しかし両親は素直に喜べなかった。いつもトウコにべったりなので分かりにくいが、トウコがいないとまた以前のような無に戻ってしまうのだ。トウコがいないと、トウヤはまたからっぽに戻ってしまう。しかし理由が分からない以上、どうしようもなかった。
トウヤは、生まれつき欠けていた。というよりもからっぽだった。親が自分を愛してくれているのは分かる、頭をぶつけて痛いのも分かる。しかしどうしてもそれから感情を出力することができなかった。
トウヤという器は欠けていた。どれだけ詰め込まれても、欠けているところからぽろぽろと零れていってしまう。ただただ空虚で、淋しかった。
そんなある日のことだった。家族で母の故郷、カゴメタウンに帰省することになった。相変わらずトウヤはぼうっとしていたが、“何か”が語りかけてくるのが分かった。
さみしい さみしい くるしい くるしい
その声が、トウヤはどうしても気になった。気になったので、声がもっと聞こえるところまで行くことにした。気づいたら、大きな野原に出ていた。
そこに、『』はいた。
自分と同じ、からっぽで、虚しい存在。それがなんとなく悲しいと思ったので、連れて帰ることにした。『』はどうやら周囲には見えないようで、また不気味だと言われたがまあどうでもよかった。
『』は、ただ呻くばかりだった。しかしなんとなく意思はわかるので、会話はできた。
それから少し経ったある日のこと。トウヤは幼稚園で周囲の子供にいじめられていた。理由はなんとも子供らしく、笑わないトウヤを不気味がったからだった。最初こそ強い言葉を浴びせるだけだったが、次第にエスカレートしていき、子供のうちの1人が積み木の角でトウヤを殴ろうとした。その時だった。
ひゅららら
『』の声が聞こえたかと思うと、子供の腕が凍りついた。トウヤは呆然としたが、『』が褒めてほしそうにしているので、『』がやったのだと分かった。子供たちは喚いていたが、周囲から見れば勝手に腕が凍りついただけなのでトウヤが責められる事はなかった。
トウヤは静かに、『』にお礼を言った。
しかしそんな日々も、トウコが来て終わった。トウコがやってきて、トウヤの空虚な日々は終わった。トウコと一緒なら、トウヤは笑うことができる。トウコがいるなら、トウヤはからっぽじゃない。やがてトウヤは、トウコに執着するようになっていった。しかしそうなっても、『』のことは忘れてはいなかった。
「ぼく、友達がいるんだ」
「へえ、どんな子?」
「ここにいるよ」
「……へえ?」
トウヤは、トウコに『』を紹介することにした。当然無を紹介されてトウコは困惑していたが、少しずつ順応していってくれた。3人?で遊ぶ時もあった。そうすることで、『』もトウコのことがスキになっていった。
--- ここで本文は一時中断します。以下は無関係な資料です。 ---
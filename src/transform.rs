//! Filtering, projection, ranking and tag remapping of corpus rows.

use crate::corpus::RawRecord;
use crate::error::{Result, WordFreqError};
use crate::tags::{GrammaticalClass, TagTables};
use log::{debug, info};
use serde::Serialize;
use std::cmp::Ordering;

/// Marks inflected/alternate word forms in the corpus; those rows are skipped.
pub const ALTERNATE_FORM_MARKER: char = '@';

const WORD_FIELD: usize = 1;
const TAG_FIELD: usize = 2;
const FREQ_FIELD: usize = 4;
const RANK_FIELD: usize = 5;
const DISP_FIELD: usize = 6;

/// How unparseable numeric fields are treated.
#[derive(Debug, Clone, Copy, PartialEq, Eq, Default)]
pub enum NumericPolicy {
    /// Use the longest numeric prefix; no prefix becomes a missing value.
    #[default]
    Lenient,
    /// The whole field must be a number, otherwise the run fails.
    Strict,
}

/// A projected corpus row, still carrying its corpus tag.
#[derive(Debug, Clone, PartialEq)]
pub struct CorpusEntry {
    pub word: String,
    pub tag: String,
    pub freq: Option<i64>,
    pub disp: Option<f64>,
    pub ra: Option<i64>,
}

/// A ranked word with its grammatical class.
#[derive(Debug, Clone, PartialEq, Serialize)]
pub struct WordEntry {
    pub word: String,
    pub pos: GrammaticalClass,
    pub freq: Option<i64>,
    pub disp: Option<f64>,
    pub ra: Option<i64>,
}

pub fn is_alternate_form(record: &RawRecord) -> bool {
    record.any_field_contains(ALTERNATE_FORM_MARKER)
}

/// Maps a raw row onto a [`CorpusEntry`] using the fixed column positions.
pub fn project(record: &RawRecord, policy: NumericPolicy) -> Result<CorpusEntry> {
    Ok(CorpusEntry {
        word: record.field(WORD_FIELD).to_string(),
        tag: record.field(TAG_FIELD).to_string(),
        freq: numeric_field(record, FREQ_FIELD, "freq", policy, parse_integer)?,
        disp: numeric_field(record, DISP_FIELD, "disp", policy, parse_float)?,
        ra: numeric_field(record, RANK_FIELD, "ra", policy, parse_integer)?,
    })
}

fn numeric_field<T>(
    record: &RawRecord,
    index: usize,
    name: &str,
    policy: NumericPolicy,
    parse: fn(&str, NumericPolicy) -> Option<T>,
) -> Result<Option<T>> {
    let raw = record.field(index);
    match (parse(raw, policy), policy) {
        (None, NumericPolicy::Strict) => Err(WordFreqError::ParseError(format!(
            "line {}: field '{}' is not a valid number: {:?}",
            record.line, name, raw
        ))),
        (value, _) => Ok(value),
    }
}

fn parse_integer(field: &str, policy: NumericPolicy) -> Option<i64> {
    match policy {
        NumericPolicy::Strict => field.trim().parse().ok(),
        NumericPolicy::Lenient => {
            let s = field.trim_start();
            let unsigned = s.strip_prefix(['+', '-']).unwrap_or(s);
            let sign_len = s.len() - unsigned.len();
            let digits = count_digits(unsigned.as_bytes());
            if digits == 0 {
                return None;
            }
            s[..sign_len + digits].parse().ok()
        }
    }
}

fn parse_float(field: &str, policy: NumericPolicy) -> Option<f64> {
    let value = match policy {
        NumericPolicy::Strict => field.trim().parse::<f64>().ok(),
        NumericPolicy::Lenient => leading_float(field.trim_start()),
    };
    value.filter(|v| !v.is_nan())
}

/// Longest prefix of `s` that reads as a decimal float (`12`, `-.5`, `3.2e-4`).
fn leading_float(s: &str) -> Option<f64> {
    let bytes = s.as_bytes();
    let mut end = 0;
    if matches!(bytes.first(), Some(b'+' | b'-')) {
        end = 1;
    }
    let int_digits = count_digits(&bytes[end..]);
    end += int_digits;
    let mut frac_digits = 0;
    if bytes.get(end) == Some(&b'.') {
        frac_digits = count_digits(&bytes[end + 1..]);
        end += 1 + frac_digits;
    }
    if int_digits + frac_digits == 0 {
        return None;
    }
    if matches!(bytes.get(end), Some(b'e' | b'E')) {
        let mut exp_end = end + 1;
        if matches!(bytes.get(exp_end), Some(b'+' | b'-')) {
            exp_end += 1;
        }
        let exp_digits = count_digits(&bytes[exp_end..]);
        if exp_digits > 0 {
            end = exp_end + exp_digits;
        }
    }
    s[..end].parse().ok()
}

fn count_digits(bytes: &[u8]) -> usize {
    bytes.iter().take_while(|b| b.is_ascii_digit()).count()
}

/// Ranking order: frequency, then dispersion, then rank, all ascending.
///
/// A missing value sorts before any number; two missing values tie and defer to the next key.
/// The JavaScript word list let a missing value fall through to the next key on any comparison,
/// which is not a total order, so rows with missing numbers can land elsewhere than they did there.
pub fn compare_entries(a: &CorpusEntry, b: &CorpusEntry) -> Ordering {
    a.freq
        .cmp(&b.freq)
        .then_with(|| compare_dispersion(a.disp, b.disp))
        .then_with(|| a.ra.cmp(&b.ra))
}

fn compare_dispersion(a: Option<f64>, b: Option<f64>) -> Ordering {
    match (a, b) {
        (Some(a), Some(b)) => a.total_cmp(&b),
        (a, b) => a.is_some().cmp(&b.is_some()),
    }
}

/// Stable sort by [`compare_entries`].
pub fn sort_entries(entries: &mut [CorpusEntry]) {
    entries.sort_by(compare_entries);
}

/// Swaps the corpus tag for its grammatical class.
pub fn remap(entry: CorpusEntry, tables: &TagTables) -> Result<WordEntry> {
    let pos = tables.class_for(&entry.tag).ok_or_else(|| {
        WordFreqError::Internal(format!(
            "Allowed tag '{}' (word '{}') has no grammatical class",
            entry.tag, entry.word
        ))
    })?;
    Ok(WordEntry {
        word: entry.word,
        pos,
        freq: entry.freq,
        disp: entry.disp,
        ra: entry.ra,
    })
}

/// Runs the whole filter/transform stage over the parsed corpus.
pub fn transform(
    records: Vec<RawRecord>,
    tables: &TagTables,
    policy: NumericPolicy,
) -> Result<Vec<WordEntry>> {
    let total = records.len();
    let relevant: Vec<RawRecord> = records
        .into_iter()
        .filter(|r| !is_alternate_form(r))
        .collect();
    info!(
        "Skipped {} alternate-form rows, {} rows remain.",
        total - relevant.len(),
        relevant.len()
    );

    let mut entries = Vec::with_capacity(relevant.len());
    let mut disallowed = 0usize;
    for record in &relevant {
        let entry = project(record, policy)?;
        if tables.is_allowed(&entry.tag) {
            entries.push(entry);
        } else {
            if !tables.is_known(&entry.tag) {
                debug!("Line {}: unknown corpus tag '{}'", record.line, entry.tag);
            }
            disallowed += 1;
        }
    }
    info!(
        "Dropped {} rows with disallowed parts of speech, {} words remain.",
        disallowed,
        entries.len()
    );

    sort_entries(&mut entries);
    entries
        .into_iter()
        .map(|entry| remap(entry, tables))
        .collect()
}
トウヤにとって、トウコは何よりも大切なもの。トウヤが人間でいられる、たった1人の楔。だから、トウコを傷つけるものは許さないし、トウコを誘惑するなんてもってのほか。その気持ちは、『』も同じだった。
大好きだよ、トウコ。ずっと ずうっと 一緒だからね
トウヤくん
重い。
トウコ
そういえばイマジナリーフレンドがいた時期もあったね〜。ぐらいな感じ。多分忘れてる。